Los incrementos en las emisiones de GEI
De acuerdo con la Organización Meteorológica Mundial, OMM, en 2018 y 2019 la concentración de GEI en la atmósfera dejó registros crecientes y sin precedentes en comparación con los niveles de referencia en la época preindustrial. 2020 no parece que cambie la tendencia, a pesar de las reducciones drásticas de las emisiones por efecto de la pandemia. A pesar de ese respiro temporal a la madre Tierra, el tiempo que permanecen los GEI en la atmósfera van de décadas a siglos y hasta casi milenios, por lo que esa reducción apenas se verá reflejada en las cifras netas de 2020. De hecho, la OMM mencionaba, el pasado 23 de marzo, que los niveles de dióxido de carbono en las estaciones de observación de referencia han sido, hasta ahora, más altos que el año pasado. Si a lo anterior se le añade la evidencia empírica de anteriores crisis económicas, en que las emisiones de GEI crecieron por efecto de las medidas de recuperación, es esperable que se sigan aumentando los niveles de GEI con sus efectos en el calentamiento global.

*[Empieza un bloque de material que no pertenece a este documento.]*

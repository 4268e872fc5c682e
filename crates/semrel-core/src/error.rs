//! Error types for semrel-core

use camino::Utf8PathBuf;
use thiserror::Error;

/// Errors that can occur when working with configuration.
#[derive(Error, Debug)]
pub enum ConfigError {
    /// Failed to deserialize configuration.
    #[error("invalid configuration: {0}")]
    Deserialize(#[from] Box<figment::Error>),

    /// An explicitly requested configuration file does not exist.
    #[error("configuration file not found: {0}")]
    NotFound(Utf8PathBuf),
}

/// Result type alias using [`ConfigError`].
pub type ConfigResult<T> = Result<T, ConfigError>;
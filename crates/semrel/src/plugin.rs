//! The semrel plugin — core logic wired into the lifecycle events.

use camino::Utf8Path;
use semrel_core::classify::{self, Commit};
use semrel_core::config::{Config, ConfigLoader};
use semrel_core::provider;
use semrel_core::release::{PublishOutcome, ReleaseFlow, VersionOutcome, VersionRequest};
use semrel_core::semver::Version;
use serde_json::Value;
use thiserror::Error;
use tracing::{debug, instrument};

use crate::lifecycle::ReleaseHooks;
use crate::options::{self, PluginOptions};

/// The plugin name hosts address options and events to.
pub const PLUGIN_NAME: &str = "semrel";

/// Errors surfaced to the host dispatcher.
#[derive(Error, Debug)]
pub enum PluginError {
    /// The startup probe found no version source; the plugin cannot run.
    #[error("semrel failed to start: {0}")]
    Startup(#[from] provider::ProviderError),

    /// The host-supplied options did not deserialize.
    #[error("invalid plugin options: {0}")]
    Options(#[from] serde_json::Error),

    /// Configuration failed to load.
    #[error(transparent)]
    Config(#[from] semrel_core::error::ConfigError),

    /// A release step failed.
    #[error(transparent)]
    Release(#[from] semrel_core::release::ReleaseError),
}

/// Result alias for plugin operations.
pub type PluginResult<T> = Result<T, PluginError>;

/// A release plugin bound to one project root.
///
/// Construction is where the fatal checks happen: the version source is
/// probed once, and the options must deserialize. Afterwards the instance
/// holds no mutable state of its own — the version store and the git
/// repository are the only state a release cycle touches.
pub struct SemrelPlugin {
    flow: ReleaseFlow,
    options: PluginOptions,
}

impl SemrelPlugin {
    /// Construct the plugin for `root` with host-supplied options.
    ///
    /// Probes for a version source (`composer.json`, then `package.json`)
    /// and loads configuration discovered from `root`. Fails fatally when
    /// neither backing file exists.
    #[instrument(skip(options), fields(%root))]
    pub fn new(root: &Utf8Path, options: &Value) -> PluginResult<Self> {
        let options = PluginOptions::from_value(options)?;
        let config = ConfigLoader::new().with_project_search(root).load()?;
        Self::with_config(root, options, config)
    }

    /// Construct with explicit options and config, bypassing discovery.
    pub fn with_config(
        root: &Utf8Path,
        options: PluginOptions,
        config: Config,
    ) -> PluginResult<Self> {
        let provider = provider::detect_provider(root)?;
        let flow = ReleaseFlow::new(root.to_owned(), provider, config);
        debug!(publish_script = ?options.publish_script, "plugin initialized");
        Ok(Self { flow, options })
    }
}

impl ReleaseHooks for SemrelPlugin {
    fn validate_config(&self, name: &str, options: &Value) -> Vec<String> {
        if name != PLUGIN_NAME {
            return Vec::new();
        }
        options::validate(options)
    }

    fn parse_commit(&self, commit: &mut Commit) {
        classify::classify_commit(commit);
    }

    fn omit_commit(&self, commit: &Commit) -> bool {
        classify::should_omit(commit)
    }

    fn previous_version(&self) -> PluginResult<Version> {
        Ok(self.flow.previous_version()?)
    }

    fn version(&self, request: &VersionRequest) -> PluginResult<VersionOutcome> {
        Ok(self.flow.version(request)?)
    }

    fn publish(&self) -> PluginResult<PublishOutcome> {
        Ok(self.flow.publish(self.options.publish_script.as_deref())?)
    }
}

El aumento de la temperatura
En el mes pasado se celebraron tanto el Día Mundial del Agua como el Día Meteorológico Mundial en los que se llamó la atención sobre las íntimas relaciones entre el clima y el agua para su adecuada gestión. Al respecto, el mensaje del Secretario General de Naciones Unidas señalaba que los “recursos hídricos mundiales se enfrentan a una amenaza sin precedentes”, ya que “el agua es el principal medio en el que percibimos los efectos de la perturbación del clima, desde los fenómenos meteorológicos extremos, como las sequías e inundaciones, hasta el derretimiento de los glaciares, la intrusión de agua salina y el aumento del nivel del mar”. La tendencia es clara. Desde los años ochenta, cada nueva década ha sido más cálida que todas las anteriores desde 1850, siendo la de 2010-2019 la década más cálida jamás observada. 2019 terminó con el segundo registro más alto de temperatura media mundial (1,1 °C por encima de los niveles preindustriales estimados), el cual es superado por el de 2016, año en que un fenómeno de El Niño muy intenso contribuyó al récord. En lo que va de 2020, el pasado mes de marzo parece confirmar la tendencia al ser el segundo marzo más cálido desde que hay registros. El aumento en la “fiebre” de la madre Tierra es un síntoma de que las acciones para frenar el calentamiento global son insuficientes y que la enfermedad tiende a empeorar.
La oportunidad del cambio
La presente crisis, que ha puesto al sistema económico en evidencia, ha permitido globalizar la consciencia sobre la necesidad urgente de un cambio. Las acciones inmediatas pasan por detener la deforestación, el tráfico de especies silvestres, la degradación de los ecosistemas y la pérdida de biodiversidad, así como reducir drásticamente el uso de combustibles fósiles y optimizar el uso del agua de los sectores que mayor consumen. De fondo, en el replanteamiento del sistema se viene haciendo mayor énfasis en la economía circular para reducir los desechos que producimos, así como las emisiones de GEI. Tal planteamiento, que choca con el carácter lineal del capitalismo y la especulación financiera, debe estar basado en una economía real basada en la justicia social y debe permitir la necesaria transición hacía un nuevo modelo de producción, y por qué no otro modo de producción. Todo ello depende de la acción de los pueblos para empujar los cambios en la dirección que pide el momento histórico.